In response to a survey of 3,000 British adults, a majority of which believe that public toilets out-filth everything else, the company BioCote–a producer of anti-bacterial coatings–decided to get to the bottom of the issue by comparing ATMs and toilets. Researchers scoured England, swabbing heavily-used ATM key pads as well as nearby public toilet seats. After letting the swabbed bacteria grow over night, they compared the cultures and discovered that both contained bacteria from the groups Bacillus and Pseudomonadaceae.
The Daily Mail quotes BioCote microbiologist Richard Hastings:
“We were surprised by our results because the ATM machines were shown to be heavily contaminated with bacteria; to the same level as nearby public toilets. In addition the bacteria we detected on ATMs were similar to those from the toilet, which are well known as causes of common human illnesses.”

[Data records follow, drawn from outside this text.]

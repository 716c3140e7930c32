// Path: crates/client/src/reporter.rs

//! Case and address reporting.
//!
//! Case ids are allocated from the community's `next_case_id` counter, read
//! immediately before the create instruction is built. Two reporters reading
//! the same counter derive the same case address; the program accepts the
//! first and rejects the second as already in use.

use crate::reader::ReaderClient;
use crate::response::{ActionResponse, CaseCreated, CaseTransaction};
use hapi_api::chain::TransactionSubmitter;
use hapi_types::app::{
    Address, Case, CaseStatus, Category, CategoryMask, Name, Pubkey, RiskScore,
};
use hapi_types::codec::Account;
use hapi_types::error::ClientError;
use hapi_types::instruction::{self as ix, AddressTarget, Instruction};
use hapi_types::keys::SeedPath;
use std::ops::{Deref, DerefMut};
use std::sync::Arc;
use tracing::debug;

/// Reports cases and addresses as a registered reporter.
///
/// Derefs to [`ReaderClient`] for reads.
#[derive(Debug, Clone)]
pub struct ReporterClient {
    reader: ReaderClient,
    submitter: Arc<dyn TransactionSubmitter>,
    reporter_key: Pubkey,
}

/// The validated inputs of an address report.
struct AddressReport {
    community: Name,
    network: Name,
    risk: RiskScore,
}

impl ReporterClient {
    /// Creates a client that signs as `reporter_key`.
    pub fn new(
        reader: ReaderClient,
        submitter: Arc<dyn TransactionSubmitter>,
        reporter_key: Pubkey,
    ) -> Self {
        Self {
            reader,
            submitter,
            reporter_key,
        }
    }

    /// The signing key.
    pub fn reporter_key(&self) -> &Pubkey {
        &self.reporter_key
    }

    /// Builds an unsigned `CreateCase` for the community's next case id.
    pub async fn create_case_transaction(
        &self,
        name: &str,
        status: CaseStatus,
        categories: &[Category],
        community: Option<&str>,
    ) -> Result<CaseTransaction, ClientError> {
        let community = self.resolve_community(community)?;
        let name = Name::new(name)?;
        let case_id = self
            .get_community(Some(community.as_str()))
            .await?
            .data
            .next_case_id;
        debug!(target: "hapi::client", %community, case_id, "allocated case id");

        let instruction = ix::create_case(
            self.program_id(),
            &self.reporter_key,
            &community,
            case_id,
            mask(categories),
            status,
            &name,
        )?;
        Ok(CaseTransaction {
            instruction,
            case_id,
        })
    }

    /// Opens a case under the community's next case id.
    pub async fn create_case(
        &self,
        name: &str,
        status: CaseStatus,
        categories: &[Category],
        community: Option<&str>,
    ) -> Result<CaseCreated<Case>, ClientError> {
        let community = self.resolve_community(community)?;
        let CaseTransaction {
            instruction,
            case_id,
        } = self
            .create_case_transaction(name, status, categories, Some(community.as_str()))
            .await?;
        let path = self.case_path(&community, case_id)?;
        let response = self.submit(instruction, path).await?;
        Ok(CaseCreated { response, case_id })
    }

    /// Builds an unsigned `UpdateCase`.
    pub fn update_case_transaction(
        &self,
        case_id: u64,
        status: CaseStatus,
        categories: &[Category],
        community: Option<&str>,
    ) -> Result<Instruction, ClientError> {
        let community = self.resolve_community(community)?;
        Ok(ix::update_case(
            self.program_id(),
            &self.reporter_key,
            &community,
            case_id,
            mask(categories),
            status,
        )?)
    }

    /// Replaces a case's categories and status.
    pub async fn update_case(
        &self,
        case_id: u64,
        status: CaseStatus,
        categories: &[Category],
        community: Option<&str>,
    ) -> Result<ActionResponse<Case>, ClientError> {
        let community = self.resolve_community(community)?;
        let instruction =
            self.update_case_transaction(case_id, status, categories, Some(community.as_str()))?;
        let path = self.case_path(&community, case_id)?;
        self.submit(instruction, path).await
    }

    /// Builds an unsigned `CreateAddress`.
    pub fn create_address_transaction(
        &self,
        network: &str,
        address: &Pubkey,
        case_id: u64,
        category: Category,
        risk: i64,
        community: Option<&str>,
    ) -> Result<Instruction, ClientError> {
        let report = self.address_report(network, risk, community)?;
        let target = AddressTarget {
            community: &report.community,
            network: &report.network,
            address: *address,
        };
        Ok(ix::create_address(
            self.program_id(),
            &self.reporter_key,
            &target,
            report.risk,
            case_id,
            category,
        )?)
    }

    /// Flags `address` on `network` as part of a case.
    ///
    /// `risk` must lie in `0..=10`; it is checked before anything is sent.
    pub async fn create_address(
        &self,
        network: &str,
        address: &Pubkey,
        case_id: u64,
        category: Category,
        risk: i64,
        community: Option<&str>,
    ) -> Result<ActionResponse<Address>, ClientError> {
        let report = self.address_report(network, risk, community)?;
        let instruction = self.create_address_transaction(
            network,
            address,
            case_id,
            category,
            risk,
            Some(report.community.as_str()),
        )?;
        let path = self.address_path(&report, address)?;
        self.submit(instruction, path).await
    }

    /// Builds an unsigned `UpdateAddress`.
    pub fn update_address_transaction(
        &self,
        network: &str,
        address: &Pubkey,
        case_id: u64,
        category: Category,
        risk: i64,
        community: Option<&str>,
    ) -> Result<Instruction, ClientError> {
        let report = self.address_report(network, risk, community)?;
        let target = AddressTarget {
            community: &report.community,
            network: &report.network,
            address: *address,
        };
        Ok(ix::update_address(
            self.program_id(),
            &self.reporter_key,
            &target,
            report.risk,
            case_id,
            category,
        )?)
    }

    /// Re-scores a flagged address, possibly moving it to another case.
    pub async fn update_address(
        &self,
        network: &str,
        address: &Pubkey,
        case_id: u64,
        category: Category,
        risk: i64,
        community: Option<&str>,
    ) -> Result<ActionResponse<Address>, ClientError> {
        let report = self.address_report(network, risk, community)?;
        let instruction = self.update_address_transaction(
            network,
            address,
            case_id,
            category,
            risk,
            Some(report.community.as_str()),
        )?;
        let path = self.address_path(&report, address)?;
        self.submit(instruction, path).await
    }

    fn address_report(
        &self,
        network: &str,
        risk: i64,
        community: Option<&str>,
    ) -> Result<AddressReport, ClientError> {
        Ok(AddressReport {
            community: self.resolve_community(community)?,
            network: Name::new(network)?,
            risk: RiskScore::try_from(risk)?,
        })
    }

    fn case_path(&self, community: &Name, case_id: u64) -> Result<SeedPath, ClientError> {
        Ok(SeedPath::Case {
            community: self.community_address(community)?,
            case_id,
        })
    }

    fn address_path(
        &self,
        report: &AddressReport,
        address: &Pubkey,
    ) -> Result<SeedPath, ClientError> {
        let community = self.community_address(&report.community)?;
        let (network, _) = SeedPath::Network {
            community,
            name: report.network.clone(),
        }
        .derive(self.program_id())?;
        Ok(SeedPath::Address {
            community,
            network,
            address: *address,
        })
    }

    async fn submit<T: Account>(
        &self,
        instruction: Instruction,
        path: SeedPath,
    ) -> Result<ActionResponse<T>, ClientError> {
        self.reader
            .submit_and_fetch(
                self.submitter.as_ref(),
                &self.reporter_key,
                instruction,
                path,
            )
            .await
    }
}

fn mask(categories: &[Category]) -> CategoryMask {
    categories.iter().copied().collect()
}

impl Deref for ReporterClient {
    type Target = ReaderClient;

    fn deref(&self) -> &ReaderClient {
        &self.reader
    }
}

impl DerefMut for ReporterClient {
    fn deref_mut(&mut self) -> &mut ReaderClient {
        &mut self.reader
    }
}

But one should always consider the source: BioCote specializes in selling anti-bacterial products. How convenient, then, that they are able to find so much bacteria on ATMs. And the company’s finding has garnered at least one detractor. CBS News quotes William Shaffner, a preventative medicine specialist at Vanderbilt University Medical Center:
“Bacillus is trivial,” he tells CBS News. “It only causes infections in the most compromised people in hospitals. Pseudomonads is quite similar.” Schaffner says you could swab almost anything and find these two microscopic buggers. “We live in a microbial world,” he says. Whether found on telephones, ATMs, toilet seats, folded money, or counters in department stores, these types of environmental bacteria have never been conclusively demonstrated to transmit illness.
Although the research gives new life to the term “filthy rich,” you probably won’t see the ATM-equivalent of plastic toilet seat covers in the near future. Most harmful bacteria transmissions, after all, still happen via airborne or human-to-human contact. But all the same, after your next stop at the money-mouth machine, you might feel better if you wash your hands.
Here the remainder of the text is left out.